Il Marvel d’Oriente

Shang-Chi è un film molto buono. Porta il cinema Marvel verso una nuova frontiera, una frontiera che già la Disney stava corteggiando da un po’ con produzioni quali Raya (che con Shang-Chi ha parecchio a che spartire), ma lo fa rimanendo agganciato alla lore Marvel, tirando in ballo elementi inaspettati e approfondendo questioni che risalgono ai tempi della Fase 1. E’ anche il primo vero contributo in termini di “cast” a questa Fase 4, che per ora aveva solo svelato il suo villain e rimesso in gioco personaggi già conosciuti, mentre adesso ha finalmente un eroe nuovo di zecca.

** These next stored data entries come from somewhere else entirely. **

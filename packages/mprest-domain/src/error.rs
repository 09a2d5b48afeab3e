pub type Result<T, E = Error> = std::result::Result<T, E>;

#[derive(Debug, thiserror::Error)]
pub enum Error {
	#[error(
		"'{field}' data is available but was not requested in the fields projection. \
		A full list of unrequested fields can be found in fields_not_requested."
	)]
	FieldNotRequested { field: String },
	#[error("No field named {field:?}.")]
	UnknownField { field: String },
	#[error("Invalid identifier {id:?}. Expected a prefixed numeric id such as mp-149.")]
	InvalidId { id: String },
	#[error("{message}")]
	Validation { message: String },
	#[error(transparent)]
	SerdeJson(#[from] serde_json::Error),
}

Poi, per carità, siamo nella fascia medioalta del MCU, non si raggiungono le vette toccate di recente dai vari Infinity War/Endgame o dalle serie Disney+, e se si escludono gli agganci al futuro – parecchio intriganti – si correrebbe il rischio di scordarselo presto. Forse anche per colpa del protagonista, probabilmente uno degli eroi Marvel meno carismatici. Lo supporta però il resto del cast, che include figure ben più interessanti, come il “vero” Mandarino, sfaccettatissimo, o la simpaticissima coprotagonista, interpretata da quella stessa Awkwafina che a inizio anno aveva interpretato il drago Sisu. Oltre ovviamente al ritorno inaspettato di un certo personaggio. Infine, a rimanere impressa è la virata fantasy e alcune coreografie particolarmente indovinate come quella del prologo, che omaggia il cinema wuxia. Una classe, un’estetica e una chiarezza visiva che non tutte le scene d’azione successive si preoccuperanno di avere.

Una sobria soddisfazione, dunque. Che però fa a pugni col brivido che invece l’episodio odierno di What If incentrato su Dr. Strange è riuscito a darmi in soli trenta minuti di durata. La stessa differenza percettiva provata mesi fa confrontando Black Widow e Loki, che continua a far sorgere il dubbio che sia difficile tornare indietro e che il meglio dei Marvel Studios sia ormai dirottato in piattaforma, il luogo dove si approfondisce, si espande e si osa.